De prime abord, ils ont l'air contradictoires, on dirait un oxymore. 

L'écologie semble éloignée du populisme, dans ce qu'il suppose d'égoïste, ou plutôt d'expéditif, de démagogue, de simpliste. Penser aux générations futures, à la santé de la terre, à l'état de la couche d'ozone, c'est refuser de ne s'intéresser qu'à soi et qu'à l'immédiat. 

Mais la prise de conscience large de l'urgence écologique fait intervenir un nouvel élément : la peur. Et la peur est un sentiment très politique. 
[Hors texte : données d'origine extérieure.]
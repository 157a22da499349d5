//! Export requests, file naming and rendering.

use std::fmt;
use std::str::FromStr;

use chrono::{DateTime, NaiveDate, Utc};
use controlscope_core::Control;
use once_cell::sync::Lazy;
use regex::Regex;
use serde::{Deserialize, Serialize};
use tracing::info;

use crate::error::{ExportError, Result};
use crate::{to_csv, to_json, to_markdown};

/// Which records an export covers.
#[derive(Debug, Clone, Copy, PartialEq, Eq, Default, Serialize, Deserialize)]
#[serde(rename_all = "snake_case")]
pub enum ExportScope {
    /// Every record in the store
    All,
    /// The currently filtered view
    #[default]
    CurrentView,
}

impl ExportScope {
    /// Pick the record list this scope refers to.
    #[must_use]
    pub fn select<'a>(self, all: &'a [Control], view: &'a [Control]) -> &'a [Control] {
        match self {
            Self::All => all,
            Self::CurrentView => view,
        }
    }

    /// Stable lowercase name
    #[must_use]
    pub fn as_str(self) -> &'static str {
        match self {
            Self::All => "all",
            Self::CurrentView => "current",
        }
    }
}

impl fmt::Display for ExportScope {
    fn fmt(&self, f: &mut fmt::Formatter<'_>) -> fmt::Result {
        f.write_str(self.as_str())
    }
}

impl FromStr for ExportScope {
    type Err = ExportError;

    fn from_str(s: &str) -> Result<Self> {
        match s.to_ascii_lowercase().as_str() {
            "all" => Ok(Self::All),
            "current" | "current-view" | "view" | "filtered" => Ok(Self::CurrentView),
            _ => Err(ExportError::UnknownOption {
                kind: "scope",
                value: s.to_string(),
            }),
        }
    }
}

/// Output format of an export.
#[derive(Debug, Clone, Copy, PartialEq, Eq, Default, Serialize, Deserialize)]
#[serde(rename_all = "lowercase")]
pub enum ExportFormat {
    /// Pretty-printed JSON array
    #[default]
    Json,
    /// Fully quoted CSV
    Csv,
    /// Markdown report
    Markdown,
}

impl ExportFormat {
    /// All formats, in menu order.
    pub const ALL: [Self; 3] = [Self::Json, Self::Csv, Self::Markdown];

    /// File extension without the dot
    #[must_use]
    pub fn extension(self) -> &'static str {
        match self {
            Self::Json => "json",
            Self::Csv => "csv",
            Self::Markdown => "md",
        }
    }

    /// MIME type of the rendered artifact
    #[must_use]
    pub fn mime_type(self) -> &'static str {
        match self {
            Self::Json => "application/json",
            Self::Csv => "text/csv",
            Self::Markdown => "text/markdown",
        }
    }
}

impl fmt::Display for ExportFormat {
    fn fmt(&self, f: &mut fmt::Formatter<'_>) -> fmt::Result {
        f.write_str(match self {
            Self::Json => "json",
            Self::Csv => "csv",
            Self::Markdown => "markdown",
        })
    }
}

impl FromStr for ExportFormat {
    type Err = ExportError;

    fn from_str(s: &str) -> Result<Self> {
        match s.to_ascii_lowercase().as_str() {
            "json" => Ok(Self::Json),
            "csv" => Ok(Self::Csv),
            "md" | "markdown" => Ok(Self::Markdown),
            _ => Err(ExportError::UnknownOption {
                kind: "format",
                value: s.to_string(),
            }),
        }
    }
}

/// What to export and how.
#[derive(Debug, Clone, Copy, PartialEq, Eq, Default, Serialize, Deserialize)]
pub struct ExportRequest {
    /// Record selection
    pub scope: ExportScope,
    /// Output format
    pub format: ExportFormat,
}

impl ExportRequest {
    /// Create a request
    #[must_use]
    pub fn new(scope: ExportScope, format: ExportFormat) -> Self {
        Self { scope, format }
    }
}

/// A rendered export, ready for delivery.
#[derive(Debug, Clone, PartialEq, Eq)]
pub struct ExportArtifact {
    /// Suggested file name
    pub filename: String,
    /// MIME type of `contents`
    pub mime_type: &'static str,
    /// Serialized records
    pub contents: String,
}

static WHITESPACE_RUNS: Lazy<Regex> =
    Lazy::new(|| Regex::new(r"\s+").expect("valid whitespace regex"));

// Characters that would let a family name escape the output directory.
static PATH_UNSAFE: Lazy<Regex> =
    Lazy::new(|| Regex::new(r"[/\\.:\x00-\x1f]").expect("valid path regex"));

/// Build the export file name.
///
/// `nist-800-53-<scope>-controls-<date>.<ext>` where the scope segment is
/// `all` for a full export, the lowercased family with whitespace runs
/// replaced by `-` when a family filter is active, and `filtered` otherwise.
/// Path separators, dots and control characters in the family also become
/// `-`, so the name never leaves the output directory.
#[must_use]
pub fn export_filename(
    scope: ExportScope,
    family: Option<&str>,
    format: ExportFormat,
    date: NaiveDate,
) -> String {
    let segment = match (scope, family.filter(|f| !f.is_empty())) {
        (ExportScope::All, _) => "all".to_string(),
        (ExportScope::CurrentView, Some(family)) => {
            let lowered = family.to_lowercase();
            let hyphenated = WHITESPACE_RUNS.replace_all(&lowered, "-");
            PATH_UNSAFE.replace_all(&hyphenated, "-").into_owned()
        }
        (ExportScope::CurrentView, None) => "filtered".to_string(),
    };

    format!(
        "nist-800-53-{segment}-controls-{}.{}",
        date.format("%Y-%m-%d"),
        format.extension()
    )
}

/// Serialize `records` per `request` and name the result.
///
/// `records` must already be the list selected by the request scope (see
/// [`ExportScope::select`]); `family` is the active family filter, used only
/// for naming.
pub fn render(
    request: &ExportRequest,
    records: &[Control],
    family: Option<&str>,
    now: DateTime<Utc>,
) -> Result<ExportArtifact> {
    let contents = match request.format {
        ExportFormat::Json => to_json(records)?,
        ExportFormat::Csv => to_csv(records),
        ExportFormat::Markdown => to_markdown(records, now),
    };
    let filename = export_filename(request.scope, family, request.format, now.date_naive());

    info!(
        filename = %filename,
        format = %request.format,
        scope = %request.scope,
        records = records.len(),
        "Rendered export"
    );

    Ok(ExportArtifact {
        filename,
        mime_type: request.format.mime_type(),
        contents,
    })
}
//! Catalog record types shared across Controlscope.
//!
//! A [`Control`] is one security/privacy requirement from the NIST SP 800-53
//! catalog. Optional attributes are modelled as `Option` so every consumer
//! has to decide what "absent" means instead of probing for properties.

use crate::error::ControlscopeError;
use serde::{Deserialize, Deserializer, Serialize};
use std::fmt;
use std::str::FromStr;

/// Newtype for control identifiers (e.g. `AC-2`).
///
/// The identifier is the stable key of a record within a catalog.
#[derive(Debug, Clone, PartialEq, Eq, Hash, PartialOrd, Ord, Serialize, Deserialize)]
#[serde(transparent)]
pub struct ControlId(String);

impl ControlId {
    /// Create a new `ControlId` from a string.
    #[must_use]
    pub fn new(id: impl Into<String>) -> Self {
        Self(id.into())
    }

    /// Get the inner string value.
    #[must_use]
    pub fn as_str(&self) -> &str {
        &self.0
    }
}

impl fmt::Display for ControlId {
    fn fmt(&self, f: &mut fmt::Formatter<'_>) -> fmt::Result {
        write!(f, "{}", self.0)
    }
}

impl From<&str> for ControlId {
    fn from(id: &str) -> Self {
        Self::new(id)
    }
}

/// Implementation priority assigned to a control.
#[derive(Debug, Clone, Copy, PartialEq, Eq, PartialOrd, Ord, Hash, Serialize, Deserialize)]
pub enum Priority {
    /// Highest priority, implement first
    P1,
    /// Second priority
    P2,
    /// Third priority
    P3,
}

impl Priority {
    /// All priorities in ascending order.
    pub const ALL: [Self; 3] = [Self::P1, Self::P2, Self::P3];

    /// Get the canonical label (`P1`, `P2`, `P3`).
    #[must_use]
    pub fn as_str(&self) -> &'static str {
        match self {
            Self::P1 => "P1",
            Self::P2 => "P2",
            Self::P3 => "P3",
        }
    }
}

impl fmt::Display for Priority {
    fn fmt(&self, f: &mut fmt::Formatter<'_>) -> fmt::Result {
        f.write_str(self.as_str())
    }
}

impl FromStr for Priority {
    type Err = ControlscopeError;

    fn from_str(s: &str) -> Result<Self, Self::Err> {
        Self::ALL
            .into_iter()
            .find(|p| p.as_str().eq_ignore_ascii_case(s.trim()))
            .ok_or_else(|| ControlscopeError::Validation(format!("unknown priority '{s}'")))
    }
}

/// Baseline impact level a control applies to.
#[derive(Debug, Clone, Copy, PartialEq, Eq, PartialOrd, Ord, Hash, Serialize, Deserialize)]
pub enum ImpactLevel {
    /// Low-impact baseline
    Low,
    /// Moderate-impact baseline
    Moderate,
    /// High-impact baseline
    High,
}

impl ImpactLevel {
    /// All impact levels in ascending order.
    pub const ALL: [Self; 3] = [Self::Low, Self::Moderate, Self::High];

    /// Get the canonical label (`Low`, `Moderate`, `High`).
    #[must_use]
    pub fn as_str(&self) -> &'static str {
        match self {
            Self::Low => "Low",
            Self::Moderate => "Moderate",
            Self::High => "High",
        }
    }
}

impl fmt::Display for ImpactLevel {
    fn fmt(&self, f: &mut fmt::Formatter<'_>) -> fmt::Result {
        f.write_str(self.as_str())
    }
}

impl FromStr for ImpactLevel {
    type Err = ControlscopeError;

    fn from_str(s: &str) -> Result<Self, Self::Err> {
        Self::ALL
            .into_iter()
            .find(|level| level.as_str().eq_ignore_ascii_case(s.trim()))
            .ok_or_else(|| ControlscopeError::Validation(format!("unknown baseline '{s}'")))
    }
}

/// A refinement attached to a parent control (e.g. `AC-2(1)`).
#[derive(Debug, Clone, PartialEq, Eq, Serialize, Deserialize)]
pub struct Enhancement {
    /// Enhancement identifier, conventionally prefixed by the parent id
    pub id: String,
    /// Short enhancement name
    pub title: String,
}

impl Enhancement {
    /// Create a new enhancement.
    #[must_use]
    pub fn new(id: impl Into<String>, title: impl Into<String>) -> Self {
        Self {
            id: id.into(),
            title: title.into(),
        }
    }
}

/// Treat an explicit `null` like a missing key.
fn null_as_default<'de, D, T>(deserializer: D) -> Result<T, D::Error>
where
    D: Deserializer<'de>,
    T: Default + Deserialize<'de>,
{
    Option::<T>::deserialize(deserializer).map(Option::unwrap_or_default)
}

/// A single catalog record.
///
/// Field order is the serialization order used by the JSON export.
#[derive(Debug, Clone, PartialEq, Eq, Serialize, Deserialize)]
pub struct Control {
    /// Unique identifier (e.g. `AC-2`)
    pub id: ControlId,

    /// Short control name
    #[serde(default, deserialize_with = "null_as_default")]
    pub title: String,

    /// Family (category) the control belongs to
    #[serde(default, deserialize_with = "null_as_default")]
    pub family: String,

    /// Implementation priority, if assigned
    #[serde(default)]
    pub priority: Option<Priority>,

    /// Baselines the control is part of
    #[serde(default, deserialize_with = "null_as_default")]
    pub baseline: Vec<ImpactLevel>,

    /// Short summary
    #[serde(default, deserialize_with = "null_as_default")]
    pub description: String,

    /// Full normative text
    #[serde(default)]
    pub control_text: Option<String>,

    /// Discussion / supplemental guidance
    #[serde(default)]
    pub supplemental_guidance: Option<String>,

    /// Enhancements refining this control
    #[serde(default, deserialize_with = "null_as_default")]
    pub control_enhancements: Vec<Enhancement>,
}

impl Control {
    /// Create a control with the required attributes and no optional ones.
    #[must_use]
    pub fn new(
        id: impl Into<String>,
        title: impl Into<String>,
        family: impl Into<String>,
        description: impl Into<String>,
    ) -> Self {
        Self {
            id: ControlId::new(id),
            title: title.into(),
            family: family.into(),
            priority: None,
            baseline: Vec::new(),
            description: description.into(),
            control_text: None,
            supplemental_guidance: None,
            control_enhancements: Vec::new(),
        }
    }

    /// Set the priority.
    #[must_use]
    pub fn with_priority(mut self, priority: Priority) -> Self {
        self.priority = Some(priority);
        self
    }

    /// Set the baselines.
    #[must_use]
    pub fn with_baseline(mut self, baseline: impl IntoIterator<Item = ImpactLevel>) -> Self {
        self.baseline = baseline.into_iter().collect();
        self
    }

    /// Set the full control text.
    #[must_use]
    pub fn with_control_text(mut self, text: impl Into<String>) -> Self {
        self.control_text = Some(text.into());
        self
    }

    /// Set the supplemental guidance.
    #[must_use]
    pub fn with_supplemental_guidance(mut self, guidance: impl Into<String>) -> Self {
        self.supplemental_guidance = Some(guidance.into());
        self
    }

    /// Append an enhancement.
    #[must_use]
    pub fn with_enhancement(mut self, id: impl Into<String>, title: impl Into<String>) -> Self {
        self.control_enhancements.push(Enhancement::new(id, title));
        self
    }

    /// Whether the control belongs to the given baseline.
    #[must_use]
    pub fn has_baseline(&self, level: ImpactLevel) -> bool {
        self.baseline.contains(&level)
    }

    /// Number of enhancements attached to the control.
    #[must_use]
    pub fn enhancement_count(&self) -> usize {
        self.control_enhancements.len()
    }

    /// Check the record invariants.
    ///
    /// Violations are reported rather than rejected; the catalog tolerates
    /// malformed records and treats their missing attributes as non-matching.
    #[must_use]
    pub fn validate(&self) -> Vec<RecordIssue> {
        let mut issues = Vec::new();

        if self.id.as_str().trim().is_empty() {
            issues.push(RecordIssue::EmptyId);
        }

        if self.family.trim().is_empty() {
            issues.push(RecordIssue::EmptyFamily);
        }

        for enhancement in &self.control_enhancements {
            if !enhancement.id.starts_with(self.id.as_str()) {
                issues.push(RecordIssue::UnprefixedEnhancement {
                    enhancement_id: enhancement.id.clone(),
                });
            }
        }

        issues
    }
}

/// Invariant violation found on a single record.
#[derive(Debug, Clone, PartialEq, Eq)]
pub enum RecordIssue {
    /// The record has an empty identifier
    EmptyId,
    /// The record has no family
    EmptyFamily,
    /// An enhancement id does not start with the parent control id
    UnprefixedEnhancement {
        /// The offending enhancement id
        enhancement_id: String,
    },
}

impl fmt::Display for RecordIssue {
    fn fmt(&self, f: &mut fmt::Formatter<'_>) -> fmt::Result {
        match self {
            Self::EmptyId => f.write_str("control id is empty"),
            Self::EmptyFamily => f.write_str("control family is empty"),
            Self::UnprefixedEnhancement { enhancement_id } => {
                write!(f, "enhancement {enhancement_id} is not prefixed by its parent id")
            }
        }
    }
}

#[cfg(test)]
mod tests {
    use super::*;

    fn account_management() -> Control {
        Control::new(
            "AC-2",
            "Account Management",
            "Access Control",
            "Manage system accounts.",
        )
        .with_priority(Priority::P1)
        .with_baseline([ImpactLevel::Low, ImpactLevel::Moderate, ImpactLevel::High])
        .with_enhancement("AC-2(1)", "Automated System Account Management")
    }

    #[test]
    fn test_priority_parse_is_case_insensitive() {
        assert_eq!("p2".parse::<Priority>().expect("parse p2"), Priority::P2);
        assert_eq!(" P3 ".parse::<Priority>().expect("parse P3"), Priority::P3);
        assert!("P4".parse::<Priority>().is_err());
    }

    #[test]
    fn test_impact_level_parse_and_display() {
        let level: ImpactLevel = "HIGH".parse().expect("parse HIGH");
        assert_eq!(level, ImpactLevel::High);
        assert_eq!(level.to_string(), "High");
        assert!("Critical".parse::<ImpactLevel>().is_err());
    }

    #[test]
    fn test_control_serialization_field_order() {
        let json = serde_json::to_string(&account_management()).expect("serialize control");
        let positions: Vec<usize> = [
            "\"id\"",
            "\"title\"",
            "\"family\"",
            "\"priority\"",
            "\"baseline\"",
            "\"description\"",
            "\"control_text\"",
            "\"supplemental_guidance\"",
            "\"control_enhancements\"",
        ]
        .iter()
        .map(|key| json.find(key).expect("key present"))
        .collect();

        assert!(positions.windows(2).all(|w| w[0] < w[1]));
        assert!(json.contains("\"control_text\":null"));
    }

    #[test]
    fn test_control_deserialize_tolerates_missing_fields() {
        let control: Control =
            serde_json::from_str(r#"{"id": "XX-1", "title": "Orphan"}"#).expect("parse control");

        assert_eq!(control.id.as_str(), "XX-1");
        assert!(control.family.is_empty());
        assert!(control.priority.is_none());
        assert!(control.baseline.is_empty());
        assert!(control.control_enhancements.is_empty());
    }

    #[test]
    fn test_control_deserialize_treats_null_as_missing() {
        let control: Control = serde_json::from_str(
            r#"{"id": "XX-2", "title": null, "family": null, "description": null,
                "baseline": null, "control_enhancements": null, "priority": null}"#,
        )
        .expect("parse control");

        assert!(control.title.is_empty());
        assert!(control.family.is_empty());
        assert!(control.description.is_empty());
        assert!(control.baseline.is_empty());
        assert!(control.control_enhancements.is_empty());
    }

    #[test]
    fn test_control_deserialize_rejects_unknown_baseline() {
        let result: std::result::Result<Control, _> =
            serde_json::from_str(r#"{"id": "XX-1", "baseline": ["Severe"]}"#);
        assert!(result.is_err());
    }

    #[test]
    fn test_validate_clean_record() {
        assert!(account_management().validate().is_empty());
    }

    #[test]
    fn test_validate_reports_issues() {
        let control = Control::new("AC-3", "Access Enforcement", "", "Enforce access.")
            .with_enhancement("AC-2(1)", "Misfiled");

        let issues = control.validate();
        assert_eq!(issues.len(), 2);
        assert!(issues.contains(&RecordIssue::EmptyFamily));
        assert!(issues.contains(&RecordIssue::UnprefixedEnhancement {
            enhancement_id: "AC-2(1)".to_string()
        }));
    }

    #[test]
    fn test_helpers() {
        let control = account_management();
        assert!(control.has_baseline(ImpactLevel::Moderate));
        assert_eq!(control.enhancement_count(), 1);
        assert_eq!(control.id.to_string(), "AC-2");
    }
}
Un filon qui s'exploite, une manière de convaincre par l'émotion. Pensez au rôle qu'a joué la peur de l'insécurité lors de la présidentielle de 2002, par exemple. 

Ce sentiment est un terreau propice aux promesses à l'emporte-pièce. L'annonce de l'apocalypse, qu'elle soit sécuritaire ou environnementale, suscite forcément son lot de prophètes et de démagogues. Et de candidats qui promettent, face à la crise écologique, de "raser gratis". 

C'est d'ailleurs ce dont Brune Poirson accuse l'opposition. Jean-Luc Mélenchon, piqué au vif d'être traité de « populiste vert », lui a "vertement" répondu hier soir à la tribune de l'assemblée nationale :

"Je veux bien que vous me qualifiez de populiste vert. Ça me fera un habit de plus. Mais oui, nous devons interdire l'usage du plastique dans un délai d'urgence. Nous croyons à l'Etat, à la contrainte, à la loi. Madame, confiez-moi les clés du camion et vous allez voir si je ne suis pas capable de le faire en l'espace d'un an... et peut-être même moins !"

Et le leader insoumis met en avant son concept de « planification écologique ». 

Comme un signe du temps, le Rassemblement national promeut le localisme contre la mondialisation. Le Parti socialiste a agrémenté de vert son logo de la rose et milite pour une taxe carbone européenne. 

Dans le champ syndical, la très productiviste CGT tisse des alliances avec Greenpeace.   Bien sûr, chaque citoyen jugera de la sincérité de ces conversions. 

Mais voilà peut-être l'un des progrès collectif de ces dernières années. Désormais, dans la vie publique, de même que nul n'est censé ignorer la loi, nul n'est censé ignorer la planète.